The indifference shown by Kalisch-Rotem and Haifa’s Jewish residents reflect an overt consensus among the Israeli public regarding its relationship to the Middle East. They came to the Middle East yet pretend not be a part of it. A common phrase, used by former Prime Minister Netanyahu himself in the past, which reflects the Israeli public’s core view of itself in the Middle East is that Israel is a “villa in the jungle."
However, this perception appeared to shatter recently. Due to global lockdowns, Israelis suddenly found themselves forced to spend the holiday season at home, only to discover that Christmas has been celebrated for decades in their very own backyard. Tens of thousands of Israelis flooded Palestinian cities such as Nazareth and the Palestinian neighborhoods of Haifa to celebrate the holiday season. Many Palestinian recount hearing their Jewish neighbors say “it’s like going abroad” as they walked through the ornamented streets of Nazareth and Haifa, took pictures with the Christmas tree, and dined in Palestinian restaurants.
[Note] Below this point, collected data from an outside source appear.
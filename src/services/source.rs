use std::path::{Path, PathBuf};

use reqwest::Client as HttpClient;

use crate::error::{AppError, AppResult};

/// Origin of the catalog dataset
///
/// Implementations return the raw bytes of the dataset; parsing is left to the loader.
#[cfg_attr(test, mockall::automock)]
#[async_trait::async_trait]
pub trait DataSource: Send + Sync {
    /// Read the full contents of the origin
    async fn read(&self) -> AppResult<Vec<u8>>;

    /// Human-readable location for logging
    fn describe(&self) -> String;
}

/// A source locator resolved once at startup
#[derive(Debug, Clone)]
pub enum Source {
    Remote { url: String, http_client: HttpClient },
    Local(PathBuf),
}

impl Source {
    /// Resolves a locator: `http://` and `https://` locators are fetched over the network,
    /// anything else is a filesystem path, relative ones taken from `base_dir`.
    pub fn resolve(locator: &str, base_dir: &Path) -> Self {
        if locator.starts_with("http://") || locator.starts_with("https://") {
            Source::Remote {
                url: locator.to_string(),
                http_client: HttpClient::new(),
            }
        } else {
            Source::Local(base_dir.join(locator))
        }
    }

    async fn fetch(http_client: &HttpClient, url: &str) -> AppResult<Vec<u8>> {
        let response = http_client
            .get(url)
            .send()
            .await
            .map_err(|e| AppError::SourceUnavailable(e.to_string()))?;

        if !response.status().is_success() {
            let status = response.status();
            return Err(AppError::SourceUnavailable(
                status
                    .canonical_reason()
                    .unwrap_or(status.as_str())
                    .to_string(),
            ));
        }

        let body = response
            .bytes()
            .await
            .map_err(|e| AppError::SourceUnavailable(e.to_string()))?;

        Ok(body.to_vec())
    }
}

#[async_trait::async_trait]
impl DataSource for Source {
    async fn read(&self) -> AppResult<Vec<u8>> {
        match self {
            Source::Remote { url, http_client } => Self::fetch(http_client, url).await,
            Source::Local(path) => tokio::fs::read(path).await.map_err(|e| {
                AppError::SourceUnavailable(format!("{}: {}", path.display(), e))
            }),
        }
    }

    fn describe(&self) -> String {
        match self {
            Source::Remote { url, .. } => url.clone(),
            Source::Local(path) => path.display().to_string(),
        }
    }
}

#[cfg(test)]
mod tests {
    use super::*;
    use std::io::Write;

    #[test]
    fn test_resolve_http_locators_as_remote() {
        let base = Path::new("/srv");
        assert!(matches!(
            Source::resolve("https://example.com/data.json", base),
            Source::Remote { .. }
        ));
        assert!(matches!(
            Source::resolve("http://localhost:8000/data.json", base),
            Source::Remote { .. }
        ));
    }

    #[test]
    fn test_resolve_relative_path_against_base_dir() {
        let source = Source::resolve("./data.json", Path::new("/srv/addon"));
        match source {
            Source::Local(path) => assert_eq!(path, Path::new("/srv/addon/./data.json")),
            other => panic!("expected local source, got {:?}", other),
        }
    }

    #[test]
    fn test_resolve_absolute_path_kept() {
        let source = Source::resolve("/var/lib/data.json", Path::new("/srv/addon"));
        assert_eq!(source.describe(), "/var/lib/data.json");
    }

    #[tokio::test]
    async fn test_local_read_returns_contents() {
        let mut file = tempfile::NamedTempFile::new().unwrap();
        write!(file, r#"[{{"id":"1","name":"A"}}]"#).unwrap();

        let source = Source::Local(file.path().to_path_buf());
        let bytes = source.read().await.unwrap();
        assert_eq!(bytes, br#"[{"id":"1","name":"A"}]"#);
    }

    #[tokio::test]
    async fn test_local_read_missing_file_is_unavailable() {
        let dir = tempfile::tempdir().unwrap();
        let source = Source::Local(dir.path().join("missing.json"));

        let result = source.read().await;
        assert!(matches!(result, Err(AppError::SourceUnavailable(_))));
    }
}
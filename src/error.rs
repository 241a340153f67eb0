use axum::{
    http::StatusCode,
    response::{IntoResponse, Response},
    Json,
};
use serde_json::json;

/// Application-level errors
#[derive(thiserror::Error, Debug)]
pub enum AppError {
    /// The configured origin could not be read or answered with a failure status
    #[error("Failed to fetch data: {0}")]
    SourceUnavailable(String),

    /// The origin was read but its content is not a list of items
    #[error("Malformed data: {0}")]
    MalformedData(String),

    /// A query ran before any load succeeded
    #[error("Data not loaded")]
    DataNotLoaded,

    #[error("{0}")]
    NotFound(String),

    #[error("{0}")]
    InvalidInput(String),
}

impl IntoResponse for AppError {
    fn into_response(self) -> Response {
        let status = match self {
            AppError::NotFound(_) => StatusCode::NOT_FOUND,
            AppError::InvalidInput(_) => StatusCode::BAD_REQUEST,
            AppError::SourceUnavailable(_)
            | AppError::MalformedData(_)
            | AppError::DataNotLoaded => StatusCode::INTERNAL_SERVER_ERROR,
        };

        if status.is_server_error() {
            tracing::error!(error = %self, "Request failed");
        }

        let body = Json(json!({
            "error": self.to_string()
        }));

        (status, body).into_response()
    }
}

impl From<serde_json::Error> for AppError {
    fn from(err: serde_json::Error) -> Self {
        AppError::MalformedData(err.to_string())
    }
}

pub type AppResult<T> = Result<T, AppError>;
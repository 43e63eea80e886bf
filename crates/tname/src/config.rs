//! Configuration loading for tname

use anyhow::{bail, Context, Result};
use serde::Deserialize;
use std::fs;
use std::path::{Path, PathBuf};
use tname_core::Paths;
use tracing::{debug, warn};

use crate::emitter::EmitOptions;
use crate::template::Template;
use crate::types::TypeList;

/// tname configuration. Every key is optional.
#[derive(Debug, Default, Deserialize)]
#[serde(deny_unknown_fields)]
pub struct Config {
    /// Replaces the built-in type list
    #[serde(default)]
    pub types: Option<TypeList>,

    /// Spaces prefixed to every generated line
    #[serde(default)]
    pub indent: Option<usize>,

    /// Wrap output in begin/end marker comments
    #[serde(default)]
    pub markers: Option<bool>,

    /// Custom stanza template, relative to the config file's directory
    #[serde(default)]
    pub template: Option<PathBuf>,

    /// File this config was read from
    #[serde(skip)]
    source: Option<PathBuf>,
}

impl Config {
    /// Load configuration.
    ///
    /// An explicit path must exist. Otherwise the default config file is
    /// used when present and built-in defaults when not.
    pub fn load(paths: &Paths, explicit: Option<&Path>) -> Result<Self> {
        match explicit {
            Some(path) => {
                if !path.exists() {
                    bail!("Config file not found: {}", path.display());
                }
                Self::load_from(path)
            }
            None => {
                let path = paths.config_file();
                if path.exists() {
                    Self::load_from(&path)
                } else {
                    debug!(path = %path.display(), "no config file, using defaults");
                    Ok(Self::default())
                }
            }
        }
    }

    /// Parse a config file
    pub fn load_from(path: &Path) -> Result<Self> {
        let content = fs::read_to_string(path)
            .with_context(|| format!("Failed to read config from {:?}", path))?;

        let mut config: Config = toml::from_str(&content)
            .with_context(|| format!("Failed to parse config from {:?}", path))?;
        config.source = Some(path.to_path_buf());

        debug!(path = %path.display(), "loaded config");
        Ok(config)
    }

    /// Configured type list, or the built-in one
    pub fn type_list(&self) -> TypeList {
        self.types.clone().unwrap_or_else(TypeList::builtin)
    }

    pub fn emit_options(&self) -> EmitOptions {
        EmitOptions {
            indent: self.indent.unwrap_or(0),
            markers: self.markers.unwrap_or(false),
        }
    }

    /// Where the configured template lives, if one is configured
    pub fn template_path(&self) -> Option<PathBuf> {
        let template = self.template.as_ref()?;
        let base = self
            .source
            .as_deref()
            .and_then(Path::parent)
            .map(Paths::with_config_dir)
            .unwrap_or_default();
        Some(base.resolve(template))
    }

    /// Load the configured template, or the default stanza
    pub fn load_template(&self) -> Result<Template> {
        match self.template_path() {
            Some(path) => load_template_file(&path),
            None => Ok(Template::default()),
        }
    }
}

/// Read a stanza template from disk
pub fn load_template_file(path: &Path) -> Result<Template> {
    let text = fs::read_to_string(path)
        .with_context(|| format!("Failed to read template from {:?}", path))?;
    let template = Template::new(text);

    for slot in template.missing_slots() {
        warn!(path = %path.display(), slot, "template never uses {{{{{}}}}}", slot);
    }
    Ok(template)
}
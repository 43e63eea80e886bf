//! Standard paths used by tname

use std::path::{Path, PathBuf};

const APP_DIR: &str = "tname";

/// Standard tname paths
pub struct Paths {
    /// Config directory (~/.config/tname)
    pub config: PathBuf,
}

impl Default for Paths {
    fn default() -> Self {
        Self::new()
    }
}

impl Paths {
    pub fn new() -> Self {
        let config = dirs::config_dir()
            .unwrap_or_else(|| PathBuf::from("~/.config"))
            .join(APP_DIR);

        Self { config }
    }

    /// Paths rooted at an explicit config directory
    pub fn with_config_dir(config: impl Into<PathBuf>) -> Self {
        Self {
            config: config.into(),
        }
    }

    /// Default location of the config file
    pub fn config_file(&self) -> PathBuf {
        self.config.join("config.toml")
    }

    /// Resolve a path mentioned in the config file.
    ///
    /// Relative paths are taken relative to the config directory.
    pub fn resolve(&self, path: &Path) -> PathBuf {
        if path.is_absolute() {
            path.to_path_buf()
        } else {
            self.config.join(path)
        }
    }
}
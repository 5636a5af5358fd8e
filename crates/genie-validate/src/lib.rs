//! Workspace validation for Genie.
//!
//! After a successful generation or check pass, the validation runner builds
//! the workspace graph, invokes each generator's `validate` operation, and
//! runs the built-in validator plugins. Issues are aggregated across the
//! whole pass; the run fails only after every validator has reported, so the
//! user sees all findings in one report.

use std::collections::HashMap;
use std::path::{Path, PathBuf};

use anyhow::Result;
use globset::{GlobBuilder, GlobSet, GlobSetBuilder};

use genie_module::{LoadedGenerator, ModuleRegistry, load_generator};
use genie_paths::base_name;
use genie_types::{GenieError, Issue, PackageInfo, Severity, WorkspaceGraph};
use genie_workspace::{build_workspace_graph, discover_package_manifests, select_provider};

/// Env toggle requiring `package.json` generators to expose `validate`.
pub const REQUIRE_VALIDATE_ENV: &str = "GENIE_REQUIRE_PACKAGE_JSON_VALIDATE";

/// Dependency spec prefixes that resolve inside the workspace.
const WORKSPACE_SPEC_PREFIXES: [&str; 3] = ["workspace:", "file:", "link:"];

/// Options for one validation pass.
#[derive(Debug, Clone, Default)]
pub struct ValidationOptions {
    /// Fail `package.json` generators that lack a `validate` operation.
    pub require_package_json_validate: bool,
    /// Package-name globs excluded from the recomposition rule.
    pub exclude: Vec<String>,
}

impl ValidationOptions {
    /// Read the policy toggles from the environment.
    pub fn from_env() -> Self {
        Self {
            require_package_json_validate: std::env::var(REQUIRE_VALIDATE_ENV)
                .map(|v| v == "1")
                .unwrap_or(false),
            exclude: Vec::new(),
        }
    }
}

/// Scope a plugin runs at.
#[derive(Debug, Clone, Copy, PartialEq, Eq)]
pub enum PluginScope {
    /// Runs once per `package.json` target.
    PackageJson,
    /// Runs once over the whole workspace.
    All,
}

/// Context handed to validator plugins.
#[derive(Debug)]
pub struct PluginContext<'a> {
    pub cwd: &'a Path,
    pub workspace: &'a WorkspaceGraph,
}

/// An out-of-core validator.
///
/// A plugin failure does not abort the pass: it degrades to a single
/// `error`-severity issue with rule `validation-plugin-error`.
pub trait ValidatorPlugin {
    fn name(&self) -> &str;
    fn scope(&self) -> PluginScope;
    fn validate(&self, ctx: &PluginContext<'_>) -> Result<Vec<Issue>>;
}

/// Run the validation pass.
///
/// `preloaded` generators (from check mode) are reused so no source is
/// evaluated twice; missing entries are loaded through `registry`. Returns
/// every issue found; fails when any issue has severity `error`.
pub fn run_validation(
    cwd: &Path,
    sources: &[PathBuf],
    preloaded: &HashMap<PathBuf, LoadedGenerator>,
    registry: &ModuleRegistry,
    options: &ValidationOptions,
) -> Result<Vec<Issue>, GenieError> {
    let provider =
        select_provider(cwd).map_err(|e| GenieError::Platform(e.to_string()))?;
    let manifests = discover_package_manifests(cwd, provider)
        .map_err(|e| GenieError::Platform(e.to_string()))?;
    let graph = build_workspace_graph(cwd, &manifests)
        .map_err(|e| GenieError::Platform(e.to_string()))?;

    let mut issues = Vec::new();

    for source in sources {
        let loaded = match preloaded.get(source) {
            Some(loaded) => Some(loaded.clone()),
            None => match load_generator(source, cwd, registry) {
                Ok(loaded) => Some(loaded),
                Err(cause) => {
                    issues.push(Issue {
                        severity: Severity::Error,
                        package_name: location_of(source, cwd),
                        dependency: None,
                        message: format!(
                            "failed to load generator for validation: {}",
                            cause.message
                        ),
                        rule: "validation-import".to_string(),
                    });
                    None
                }
            },
        };

        let Some(mut loaded) = loaded else { continue };
        loaded.ctx.workspace = Some(graph.clone());

        if loaded.has_validate() {
            issues.extend(loaded.validate());
        } else if base_name(&loaded.target) == "package.json"
            && options.require_package_json_validate
        {
            issues.push(Issue {
                severity: Severity::Error,
                package_name: package_name_of_target(&loaded.target),
                dependency: None,
                message: "package.json generator must expose a validate operation"
                    .to_string(),
                rule: "package-json-validate-missing".to_string(),
            });
        }
    }

    let plugins = builtin_plugins(options);
    let ctx = PluginContext {
        cwd,
        workspace: &graph,
    };
    for plugin in &plugins {
        match plugin.validate(&ctx) {
            Ok(found) => issues.extend(found),
            Err(e) => issues.push(Issue {
                severity: Severity::Error,
                package_name: "unknown".to_string(),
                dependency: None,
                message: format!("validator '{}' failed: {e}", plugin.name()),
                rule: "validation-plugin-error".to_string(),
            }),
        }
    }

    let error_count = issues
        .iter()
        .filter(|i| i.severity == Severity::Error)
        .count();
    if error_count > 0 {
        return Err(GenieError::Validation {
            message: format_issue_report(&issues, error_count),
            issues,
        });
    }
    Ok(issues)
}

fn builtin_plugins(options: &ValidationOptions) -> Vec<Box<dyn ValidatorPlugin>> {
    vec![Box::new(RecompositionPlugin::new(options.exclude.clone()))]
}

fn location_of(source: &Path, cwd: &Path) -> String {
    let root = genie_paths::find_repo_root(source.parent().unwrap_or(cwd), cwd);
    genie_paths::compute_location(source, &root)
}

/// Package name taken from the existing target, or `"unknown"`.
fn package_name_of_target(target: &Path) -> String {
    std::fs::read_to_string(target)
        .ok()
        .and_then(|text| serde_json::from_str::<serde_json::Value>(&text).ok())
        .and_then(|value| value.get("name").and_then(|n| n.as_str().map(String::from)))
        .unwrap_or_else(|| "unknown".to_string())
}

/// Multi-line error report, issues grouped by package.
fn format_issue_report(issues: &[Issue], error_count: usize) -> String {
    let mut by_package: Vec<(&str, Vec<&Issue>)> = Vec::new();
    for issue in issues {
        match by_package
            .iter()
            .position(|(name, _)| *name == issue.package_name)
        {
            Some(idx) => by_package[idx].1.push(issue),
            None => by_package.push((issue.package_name.as_str(), vec![issue])),
        }
    }

    let mut report = format!("validation failed with {error_count} error(s):\n");
    for (package, list) in by_package {
        report.push_str(&format!("\n{package}:\n"));
        for issue in list {
            let dependency = issue
                .dependency
                .as_deref()
                .map(|d| format!(" (dependency: {d})"))
                .unwrap_or_default();
            report.push_str(&format!(
                "  {}[{}] {}{}\n",
                issue.severity, issue.rule, issue.message, dependency
            ));
        }
    }
    report
}

/// Built-in recomposition rule.
///
/// Downstream packages that consume a workspace package via a `workspace:`,
/// `file:` or `link:` spec must re-declare the upstream's peer dependencies,
/// preserve `optional` peer metadata, and carry the upstream's patched
/// dependencies. Private downstream packages may satisfy a peer through any
/// dependency block.
pub struct RecompositionPlugin {
    exclude: Vec<String>,
}

impl RecompositionPlugin {
    pub fn new(exclude: Vec<String>) -> Self {
        Self { exclude }
    }

    fn exclusion_set(&self) -> Result<GlobSet> {
        let mut builder = GlobSetBuilder::new();
        for pattern in &self.exclude {
            builder.add(GlobBuilder::new(pattern).literal_separator(false).build()?);
        }
        Ok(builder.build()?)
    }
}

impl ValidatorPlugin for RecompositionPlugin {
    fn name(&self) -> &str {
        "recomposition"
    }

    fn scope(&self) -> PluginScope {
        PluginScope::All
    }

    fn validate(&self, ctx: &PluginContext<'_>) -> Result<Vec<Issue>> {
        let excluded = self.exclusion_set()?;
        let mut issues = Vec::new();

        for package in &ctx.workspace.packages {
            if excluded.is_match(&package.name) {
                continue;
            }
            for upstream in workspace_dependencies(package, ctx.workspace) {
                check_recomposition(package, upstream, &mut issues);
            }
        }
        Ok(issues)
    }
}

/// Workspace packages this package consumes through local specs.
fn workspace_dependencies<'a>(
    package: &PackageInfo,
    workspace: &'a WorkspaceGraph,
) -> Vec<&'a PackageInfo> {
    let mut upstreams = Vec::new();
    let blocks = [
        package.dependencies.as_ref(),
        package.optional_dependencies.as_ref(),
    ];

    for block in blocks.into_iter().flatten() {
        for (name, spec) in block {
            if !WORKSPACE_SPEC_PREFIXES.iter().any(|p| spec.starts_with(p)) {
                continue;
            }
            if let Some(upstream) = workspace.by_name.get(name) {
                if upstream.name != package.name && !upstreams.iter().any(|u: &&PackageInfo| u.name == upstream.name) {
                    upstreams.push(upstream);
                }
            }
        }
    }
    upstreams
}

fn declares_peer(package: &PackageInfo, peer: &str, allow_any_block: bool) -> bool {
    let in_peers = package
        .peer_dependencies
        .as_ref()
        .is_some_and(|d| d.contains_key(peer));
    if in_peers || !allow_any_block {
        return in_peers;
    }
    package
        .dependencies
        .as_ref()
        .is_some_and(|d| d.contains_key(peer))
        || package
            .dev_dependencies
            .as_ref()
            .is_some_and(|d| d.contains_key(peer))
}

fn check_recomposition(package: &PackageInfo, upstream: &PackageInfo, issues: &mut Vec<Issue>) {
    let private = package.private.unwrap_or(false);

    if let Some(peers) = &upstream.peer_dependencies {
        for peer in peers.keys() {
            if !declares_peer(package, peer, private) {
                issues.push(Issue {
                    severity: Severity::Error,
                    package_name: package.name.clone(),
                    dependency: Some(peer.clone()),
                    message: format!(
                        "must re-declare peer dependency '{peer}' of workspace dependency '{}'",
                        upstream.name
                    ),
                    rule: "recompose-peer-deps".to_string(),
                });
                continue;
            }

            let upstream_optional = upstream
                .peer_dependencies_meta
                .as_ref()
                .and_then(|meta| meta.get(peer))
                .map(|m| m.optional)
                .unwrap_or(false);
            if upstream_optional {
                let downstream_optional = package
                    .peer_dependencies_meta
                    .as_ref()
                    .and_then(|meta| meta.get(peer))
                    .map(|m| m.optional)
                    .unwrap_or(false);
                if !downstream_optional {
                    issues.push(Issue {
                        severity: Severity::Error,
                        package_name: package.name.clone(),
                        dependency: Some(peer.clone()),
                        message: format!(
                            "peer dependency '{peer}' of '{}' is optional upstream; mark it optional here too",
                            upstream.name
                        ),
                        rule: "recompose-peer-meta".to_string(),
                    });
                }
            }
        }
    }

    if let Some(patches) = &upstream.patched_dependencies {
        for (patched, patch_file) in patches {
            let carried = package
                .patched_dependencies
                .as_ref()
                .is_some_and(|p| p.contains_key(patched));
            if !carried {
                issues.push(Issue {
                    severity: Severity::Error,
                    package_name: package.name.clone(),
                    dependency: Some(patched.clone()),
                    message: format!(
                        "must include patched dependency '{patched}' ({patch_file}) of workspace dependency '{}'",
                        upstream.name
                    ),
                    rule: "recompose-patches".to_string(),
                });
            }
        }
    }
}
#![no_main]

use libfuzzer_sys::fuzz_target;

use genie_module::{GeneratorContext, interpolate};

fuzz_target!(|data: &[u8]| {
    if let Ok(text) = std::str::from_utf8(data) {
        let ctx = GeneratorContext {
            cwd: "/repo".into(),
            location: "packages/app".to_string(),
            workspace: None,
        };
        // Interpolation is total over arbitrary input, including unbalanced
        // braces and unknown keys.
        let _ = interpolate(text, &ctx);
    }
});
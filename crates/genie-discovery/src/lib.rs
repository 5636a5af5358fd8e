//! Generator source discovery for Genie.
//!
//! Enumerates every regular file ending in `.genie.ts` under a working
//! directory, skipping vendor and output directories, and runs the
//! duplicate-target preflight: no two sources may produce the same target.
//!
//! Result order is not part of the contract; callers sort when they need
//! stable output.

use std::collections::BTreeMap;
use std::path::{Path, PathBuf};

use anyhow::{Context, Result, bail};
use walkdir::WalkDir;

use genie_paths::{GENERATOR_SUFFIX, normalize_lexically, target_path};

/// Directory names never descended into.
pub const SKIPPED_DIRS: [&str; 10] = [
    "node_modules",
    ".pnpm",
    ".pnpm-store",
    ".git",
    ".direnv",
    ".devenv",
    "dist",
    "tmp",
    "result",
    "repos",
];

/// True when a directory entry name is in the skip set.
pub fn is_skipped_dir(name: &str) -> bool {
    SKIPPED_DIRS.contains(&name)
}

/// Recursively enumerate generator sources under `cwd`.
///
/// Returns absolute paths of every regular file whose name ends in
/// `.genie.ts`. Unreadable directory entries fail the walk.
pub fn discover_sources(cwd: &Path) -> Result<Vec<PathBuf>> {
    let mut sources = Vec::new();

    let walker = WalkDir::new(cwd).into_iter().filter_entry(|entry| {
        if entry.depth() == 0 || !entry.file_type().is_dir() {
            return true;
        }
        entry
            .file_name()
            .to_str()
            .map(|name| !is_skipped_dir(name))
            .unwrap_or(true)
    });

    for entry in walker {
        let entry =
            entry.with_context(|| format!("failed to walk directory {}", cwd.display()))?;
        if !entry.file_type().is_file() {
            continue;
        }
        let Some(name) = entry.file_name().to_str() else {
            continue;
        };
        if name.ends_with(GENERATOR_SUFFIX) && name != GENERATOR_SUFFIX {
            sources.push(entry.into_path());
        }
    }

    Ok(sources)
}

/// Fail when two sources map to the same target path.
///
/// Targets are compared after lexical normalization so `/x/foo.genie.ts` and
/// `/x/a/../foo.genie.ts` collide. Runs before any module load.
pub fn preflight_unique_targets(sources: &[PathBuf]) -> Result<()> {
    let mut counts: BTreeMap<PathBuf, usize> = BTreeMap::new();
    for source in sources {
        let Some(target) = target_path(source) else {
            continue;
        };
        *counts.entry(normalize_lexically(&target)).or_default() += 1;
    }

    let duplicates: Vec<String> = counts
        .iter()
        .filter(|(_, count)| **count > 1)
        .map(|(target, count)| format!("{} ({}x)", target.display(), count))
        .collect();

    if !duplicates.is_empty() {
        bail!(
            "duplicate generator targets detected:\n  {}",
            duplicates.join("\n  ")
        );
    }
    Ok(())
}

#[cfg(test)]
mod tests {
    use std::fs;

    use tempfile::tempdir;

    use super::*;

    fn touch(path: &Path) {
        if let Some(parent) = path.parent() {
            fs::create_dir_all(parent).expect("mkdir");
        }
        fs::write(path, "{}").expect("write");
    }

    #[test]
    fn finds_nested_sources() {
        let td = tempdir().expect("tempdir");
        touch(&td.path().join("package.json.genie.ts"));
        touch(&td.path().join("packages/app/tsconfig.json.genie.ts"));
        touch(&td.path().join("packages/app/readme.md"));

        let mut found = discover_sources(td.path()).expect("discover");
        found.sort();
        assert_eq!(found.len(), 2);
        assert!(found[0].ends_with("package.json.genie.ts"));
        assert!(found[1].ends_with("packages/app/tsconfig.json.genie.ts"));
    }

    #[test]
    fn skips_vendor_and_output_dirs() {
        let td = tempdir().expect("tempdir");
        touch(&td.path().join("node_modules/pkg/package.json.genie.ts"));
        touch(&td.path().join("dist/out.json.genie.ts"));
        touch(&td.path().join(".pnpm-store/x/y.json.genie.ts"));
        touch(&td.path().join("ok/settings.json.genie.ts"));

        let found = discover_sources(td.path()).expect("discover");
        assert_eq!(found.len(), 1);
        assert!(found[0].ends_with("ok/settings.json.genie.ts"));
    }

    #[test]
    fn skip_set_applies_to_directories_not_files() {
        let td = tempdir().expect("tempdir");
        // A file named like a skipped dir is still discovered.
        touch(&td.path().join("pkg/dist.genie.ts"));

        let found = discover_sources(td.path()).expect("discover");
        assert_eq!(found.len(), 1);
    }

    #[test]
    fn bare_suffix_file_is_ignored() {
        let td = tempdir().expect("tempdir");
        touch(&td.path().join(".genie.ts"));

        let found = discover_sources(td.path()).expect("discover");
        assert!(found.is_empty());
    }

    #[test]
    fn unique_targets_pass_preflight() {
        let sources = vec![
            PathBuf::from("/x/foo.genie.ts"),
            PathBuf::from("/x/bar.genie.ts"),
        ];
        preflight_unique_targets(&sources).expect("preflight");
    }

    #[test]
    fn duplicate_targets_fail_with_count() {
        let sources = vec![
            PathBuf::from("/x/foo.genie.ts"),
            PathBuf::from("/x/a/../foo.genie.ts"),
        ];
        let err = preflight_unique_targets(&sources).expect_err("must fail");
        let message = err.to_string();
        assert!(message.contains("/x/foo (2x)"), "message: {message}");
    }
}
In Haifa, Israelis suddenly discovered the German Colony that was burning just a few months ago.
It is time for Israel and the Israeli public to face the fact that it is in the Middle East. The Palestinian communities in Haifa, Acre, Jaffa, Lod, Ramla, and Nazareth are the face of the Middle East. The Jewish residents of these cities must not deny that. Nor should they erect barriers – physical or mental – to uphold the false curtain they have surrounded themselves with.